▶ _Input records_
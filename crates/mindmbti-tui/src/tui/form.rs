// Form state shared by every input screen: labelled fields, keyboard focus,
// masked secrets and choice fields cycled with the arrow keys.

use mindmbti_core::mbti::MbtiType;

#[derive(Debug, Clone, PartialEq, Eq)]
pub enum FieldKind {
    Text,
    /// Rendered as `*` per character.
    Secret,
    /// One of a fixed list of `(value, label)` pairs.
    Choice {
        options: Vec<(String, String)>,
        selected: usize,
    },
}

#[derive(Debug, Clone, PartialEq, Eq)]
pub struct Field {
    pub label: &'static str,
    pub kind: FieldKind,
    text: String,
}

impl Field {
    pub fn text(label: &'static str) -> Self {
        Field {
            label,
            kind: FieldKind::Text,
            text: String::new(),
        }
    }

    pub fn secret(label: &'static str) -> Self {
        Field {
            label,
            kind: FieldKind::Secret,
            text: String::new(),
        }
    }

    pub fn choice(label: &'static str, options: Vec<(String, String)>) -> Self {
        Field {
            label,
            kind: FieldKind::Choice {
                options,
                selected: 0,
            },
            text: String::new(),
        }
    }

    /// A selector over the sixteen types, starting at `selected`.
    pub fn mbti_type(label: &'static str, selected: MbtiType) -> Self {
        let options = MbtiType::all()
            .into_iter()
            .map(|t| (t.to_string(), t.to_string()))
            .collect();
        let mut field = Field::choice(label, options);
        field.set_value(&selected.to_string());
        field
    }

    pub fn is_editable(&self) -> bool {
        matches!(self.kind, FieldKind::Text | FieldKind::Secret)
    }

    /// The raw value: typed text, or the selected option's value.
    pub fn value(&self) -> &str {
        match &self.kind {
            FieldKind::Text | FieldKind::Secret => &self.text,
            FieldKind::Choice { options, selected } => options
                .get(*selected)
                .map(|(value, _)| value.as_str())
                .unwrap_or(""),
        }
    }

    /// What the screen shows for this field.
    pub fn display(&self) -> String {
        match &self.kind {
            FieldKind::Text => self.text.clone(),
            FieldKind::Secret => "*".repeat(self.text.chars().count()),
            FieldKind::Choice { options, selected } => {
                let label = options.get(*selected).map(|(_, l)| l.as_str()).unwrap_or("");
                format!("< {label} >")
            }
        }
    }

    /// Set text, or select the option whose value matches. Unknown choice
    /// values leave the selection unchanged.
    pub fn set_value(&mut self, value: &str) {
        match &mut self.kind {
            FieldKind::Text | FieldKind::Secret => self.text = value.to_string(),
            FieldKind::Choice { options, selected } => {
                if let Some(idx) = options.iter().position(|(v, _)| v == value) {
                    *selected = idx;
                }
            }
        }
    }

    fn cycle(&mut self, forward: bool) -> bool {
        match &mut self.kind {
            FieldKind::Choice { options, selected } if !options.is_empty() => {
                let len = options.len();
                *selected = if forward {
                    (*selected + 1) % len
                } else {
                    (*selected + len - 1) % len
                };
                true
            }
            _ => false,
        }
    }
}

#[derive(Debug, Clone, Default, PartialEq, Eq)]
pub struct FormState {
    pub fields: Vec<Field>,
    pub focus: usize,
}

impl FormState {
    pub fn new(fields: Vec<Field>) -> Self {
        FormState { fields, focus: 0 }
    }

    pub fn focus_next(&mut self) {
        if !self.fields.is_empty() {
            self.focus = (self.focus + 1) % self.fields.len();
        }
    }

    pub fn focus_prev(&mut self) {
        if !self.fields.is_empty() {
            self.focus = (self.focus + self.fields.len() - 1) % self.fields.len();
        }
    }

    pub fn focused(&self) -> Option<&Field> {
        self.fields.get(self.focus)
    }

    /// Whether printable keys should be typed into the form.
    pub fn is_typing(&self) -> bool {
        self.focused().is_some_and(Field::is_editable)
    }

    /// Type `c` into the focused field. Returns false if it is not editable.
    pub fn insert_char(&mut self, c: char) -> bool {
        match self.fields.get_mut(self.focus) {
            Some(field) if field.is_editable() => {
                field.text.push(c);
                true
            }
            _ => false,
        }
    }

    pub fn backspace(&mut self) {
        if let Some(field) = self.fields.get_mut(self.focus) {
            if field.is_editable() {
                field.text.pop();
            }
        }
    }

    /// Step the focused choice field. Returns false if it is not a choice.
    pub fn cycle(&mut self, forward: bool) -> bool {
        self.fields
            .get_mut(self.focus)
            .is_some_and(|field| field.cycle(forward))
    }

    pub fn value(&self, idx: usize) -> &str {
        self.fields.get(idx).map(Field::value).unwrap_or("")
    }

    pub fn set_value(&mut self, idx: usize, value: &str) {
        if let Some(field) = self.fields.get_mut(idx) {
            field.set_value(value);
        }
    }

    /// The type chosen in field `idx`; the default type if it holds none.
    pub fn mbti_type(&self, idx: usize) -> MbtiType {
        self.value(idx).parse().unwrap_or_default()
    }

    /// Empty every secret field.
    pub fn clear_secrets(&mut self) {
        for field in &mut self.fields {
            if field.kind == FieldKind::Secret {
                field.text.clear();
            }
        }
    }
}

// ---------------------------------------------------------------------------
// Tests
// ---------------------------------------------------------------------------
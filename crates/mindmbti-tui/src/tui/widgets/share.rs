// Share screen: open a shared result by its id.

use ratatui::layout::Rect;
use ratatui::style::{Color, Modifier, Style};
use ratatui::text::{Line, Span};
use ratatui::Frame;

use mindmbti_app::protocol::RequestSlot;

use super::{heading, percentage_lines, render_body, render_form, report_body_lines, request_lines};
use crate::tui::layout::form_and_output;
use crate::tui::ViewState;

pub fn render(frame: &mut Frame, area: Rect, state: &ViewState) {
    let form = &state.share_form;
    let (form_area, output_area) = form_and_output(area, form.fields.len() as u16 + 2);
    render_form(frame, form_area, "공유된 MBTI 결과", form);

    let mut lines = request_lines(state, RequestSlot::SharedResult, "불러오는 중...");
    lines.extend(request_lines(state, RequestSlot::Pdf, "PDF 다운로드 중..."));
    if let Some(shared) = &state.shared {
        lines.push(Line::from(Span::styled(
            shared.mbti_type.to_string(),
            Style::default()
                .fg(Color::Magenta)
                .add_modifier(Modifier::BOLD),
        )));
        lines.push(Line::from(""));
        lines.extend(percentage_lines(&shared.percentages));
        lines.push(Line::from(""));
        lines.push(heading("리포트"));
        lines.extend(report_body_lines(&shared.report));
    }

    render_body(frame, output_area, "결과", lines, state.scroll);
}

#[cfg(test)]
mod tests {
    use super::*;
    use crate::tui::apply_ui_update;
    use crate::tui::tests::draw;
    use mindmbti_api::models::SharedResult;
    use mindmbti_app::protocol::{Route, UiUpdate};
    use serde_json::json;

    #[test]
    fn shows_shared_type_and_report() {
        let mut state = ViewState::default();
        apply_ui_update(
            &mut state,
            UiUpdate::Navigated(Route::Share {
                share_id: Some("abc".into()),
            }),
        );
        let shared: SharedResult = serde_json::from_value(json!({
            "type": "ISTJ",
            "percentages": {"E/I": {"E": 20.0, "I": 80.0}},
            "report": {"keywords": ["steady"], "strengths": "Reliable"}
        }))
        .unwrap();
        apply_ui_update(&mut state, UiUpdate::SharedResult(shared));
        let screen = draw(&state);
        assert!(screen.contains("ISTJ"));
        assert!(screen.contains(" 80% I"));
        assert!(screen.contains("Reliable"));
        assert!(screen.contains("abc"));
    }
}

▶ _Task brief_
Transcribe all of the material exactly as it appears.

▶ _Solution for this problem_
filename crates/mindmbti-tui/src/tui/form.rs
// Form state shared by every input screen: labelled fields, keyboard focus,
// masked secrets and choice fields cycled with the arrow keys.

use mindmbti_core::mbti::MbtiType;

#[derive(Debug, Clone, PartialEq, Eq)]
pub enum FieldKind {
    Text,
    /// Rendered as `*` per character.
    Secret,
    /// One of a fixed list of `(value, label)` pairs.
    Choice {
        options: Vec<(String, String)>,
        selected: usize,
    },
}

#[derive(Debug, Clone, PartialEq, Eq)]
pub struct Field {
    pub label: &'static str,
    pub kind: FieldKind,
    text: String,
}

impl Field {
    pub fn text(label: &'static str) -> Self {
        Field {
            label,
            kind: FieldKind::Text,
            text: String::new(),
        }
    }

    pub fn secret(label: &'static str) -> Self {
        Field {
            label,
            kind: FieldKind::Secret,
            text: String::new(),
        }
    }

    pub fn choice(label: &'static str, options: Vec<(String, String)>) -> Self {
        Field {
            label,
            kind: FieldKind::Choice {
                options,
                selected: 0,
            },
            text: String::new(),
        }
    }

    /// A selector over the sixteen types, starting at `selected`.
    pub fn mbti_type(label: &'static str, selected: MbtiType) -> Self {
        let options = MbtiType::all()
            .into_iter()
            .map(|t| (t.to_string(), t.to_string()))
            .collect();
        let mut field = Field::choice(label, options);
        field.set_value(&selected.to_string());
        field
    }

    pub fn is_editable(&self) -> bool {
        matches!(self.kind, FieldKind::Text | FieldKind::Secret)
    }

    /// The raw value: typed text, or the selected option's value.
    pub fn value(&self) -> &str {
        match &self.kind {
            FieldKind::Text | FieldKind::Secret => &self.text,
            FieldKind::Choice { options, selected } => options
                .get(*selected)
                .map(|(value, _)| value.as_str())
                .unwrap_or(""),
        }
    }

    /// What the screen shows for this field.
    pub fn display(&self) -> String {
        match &self.kind {
            FieldKind::Text => self.text.clone(),
            FieldKind::Secret => "*".repeat(self.text.chars().count()),
            FieldKind::Choice { options, selected } => {
                let label = options.get(*selected).map(|(_, l)| l.as_str()).unwrap_or("");
                format!("< {label} >")
            }
        }
    }

    /// Set text, or select the option whose value matches. Unknown choice
    /// values leave the selection unchanged.
    pub fn set_value(&mut self, value: &str) {
        match &mut self.kind {
            FieldKind::Text | FieldKind::Secret => self.text = value.to_string(),
            FieldKind::Choice { options, selected } => {
                if let Some(idx) = options.iter().position(|(v, _)| v == value) {
                    *selected = idx;
                }
            }
        }
    }

    fn cycle(&mut self, forward: bool) -> bool {
        match &mut self.kind {
            FieldKind::Choice { options, selected } if !options.is_empty() => {
                let len = options.len();
                *selected = if forward {
                    (*selected + 1) % len
                } else {
                    (*selected + len - 1) % len
                };
                true
            }
            _ => false,
        }
    }
}

#[derive(Debug, Clone, Default, PartialEq, Eq)]
pub struct FormState {
    pub fields: Vec<Field>,
    pub focus: usize,
}

impl FormState {
    pub fn new(fields: Vec<Field>) -> Self {
        FormState { fields, focus: 0 }
    }

    pub fn focus_next(&mut self) {
        if !self.fields.is_empty() {
            self.focus = (self.focus + 1) % self.fields.len();
        }
    }

    pub fn focus_prev(&mut self) {
        if !self.fields.is_empty() {
            self.focus = (self.focus + self.fields.len() - 1) % self.fields.len();
        }
    }

    pub fn focused(&self) -> Option<&Field> {
        self.fields.get(self.focus)
    }

    /// Whether printable keys should be typed into the form.
    pub fn is_typing(&self) -> bool {
        self.focused().is_some_and(Field::is_editable)
    }

    /// Type `c` into the focused field. Returns false if it is not editable.
    pub fn insert_char(&mut self, c: char) -> bool {
        match self.fields.get_mut(self.focus) {
            Some(field) if field.is_editable() => {
                field.text.push(c);
                true
            }
            _ => false,
        }
    }

    pub fn backspace(&mut self) {
        if let Some(field) = self.fields.get_mut(self.focus) {
            if field.is_editable() {
                field.text.pop();
            }
        }
    }

    /// Step the focused choice field. Returns false if it is not a choice.
    pub fn cycle(&mut self, forward: bool) -> bool {
        self.fields
            .get_mut(self.focus)
            .is_some_and(|field| field.cycle(forward))
    }

    pub fn value(&self, idx: usize) -> &str {
        self.fields.get(idx).map(Field::value).unwrap_or("")
    }

    pub fn set_value(&mut self, idx: usize, value: &str) {
        if let Some(field) = self.fields.get_mut(idx) {
            field.set_value(value);
        }
    }

    /// The type chosen in field `idx`; the default type if it holds none.
    pub fn mbti_type(&self, idx: usize) -> MbtiType {
        self.value(idx).parse().unwrap_or_default()
    }

    /// Empty every secret field.
    pub fn clear_secrets(&mut self) {
        for field in &mut self.fields {
            if field.kind == FieldKind::Secret {
                field.text.clear();
            }
        }
    }
}

// ---------------------------------------------------------------------------
// Tests
// ---------------------------------------------------------------------------
filename crates/mindmbti-tui/src/tui/widgets/share.rs
// Share screen: open a shared result by its id.

use ratatui::layout::Rect;
use ratatui::style::{Color, Modifier, Style};
use ratatui::text::{Line, Span};
use ratatui::Frame;

use mindmbti_app::protocol::RequestSlot;

use super::{heading, percentage_lines, render_body, render_form, report_body_lines, request_lines};
use crate::tui::layout::form_and_output;
use crate::tui::ViewState;

pub fn render(frame: &mut Frame, area: Rect, state: &ViewState) {
    let form = &state.share_form;
    let (form_area, output_area) = form_and_output(area, form.fields.len() as u16 + 2);
    render_form(frame, form_area, "공유된 MBTI 결과", form);

    let mut lines = request_lines(state, RequestSlot::SharedResult, "불러오는 중...");
    lines.extend(request_lines(state, RequestSlot::Pdf, "PDF 다운로드 중..."));
    if let Some(shared) = &state.shared {
        lines.push(Line::from(Span::styled(
            shared.mbti_type.to_string(),
            Style::default()
                .fg(Color::Magenta)
                .add_modifier(Modifier::BOLD),
        )));
        lines.push(Line::from(""));
        lines.extend(percentage_lines(&shared.percentages));
        lines.push(Line::from(""));
        lines.push(heading("리포트"));
        lines.extend(report_body_lines(&shared.report));
    }

    render_body(frame, output_area, "결과", lines, state.scroll);
}

#[cfg(test)]
mod tests {
    use super::*;
    use crate::tui::apply_ui_update;
    use crate::tui::tests::draw;
    use mindmbti_api::models::SharedResult;
    use mindmbti_app::protocol::{Route, UiUpdate};
    use serde_json::json;

    #[test]
    fn shows_shared_type_and_report() {
        let mut state = ViewState::default();
        apply_ui_update(
            &mut state,
            UiUpdate::Navigated(Route::Share {
                share_id: Some("abc".into()),
            }),
        );
        let shared: SharedResult = serde_json::from_value(json!({
            "type": "ISTJ",
            "percentages": {"E/I": {"E": 20.0, "I": 80.0}},
            "report": {"keywords": ["steady"], "strengths": "Reliable"}
        }))
        .unwrap();
        apply_ui_update(&mut state, UiUpdate::SharedResult(shared));
        let screen = draw(&state);
        assert!(screen.contains("ISTJ"));
        assert!(screen.contains(" 80% I"));
        assert!(screen.contains("Reliable"));
        assert!(screen.contains("abc"));
    }
}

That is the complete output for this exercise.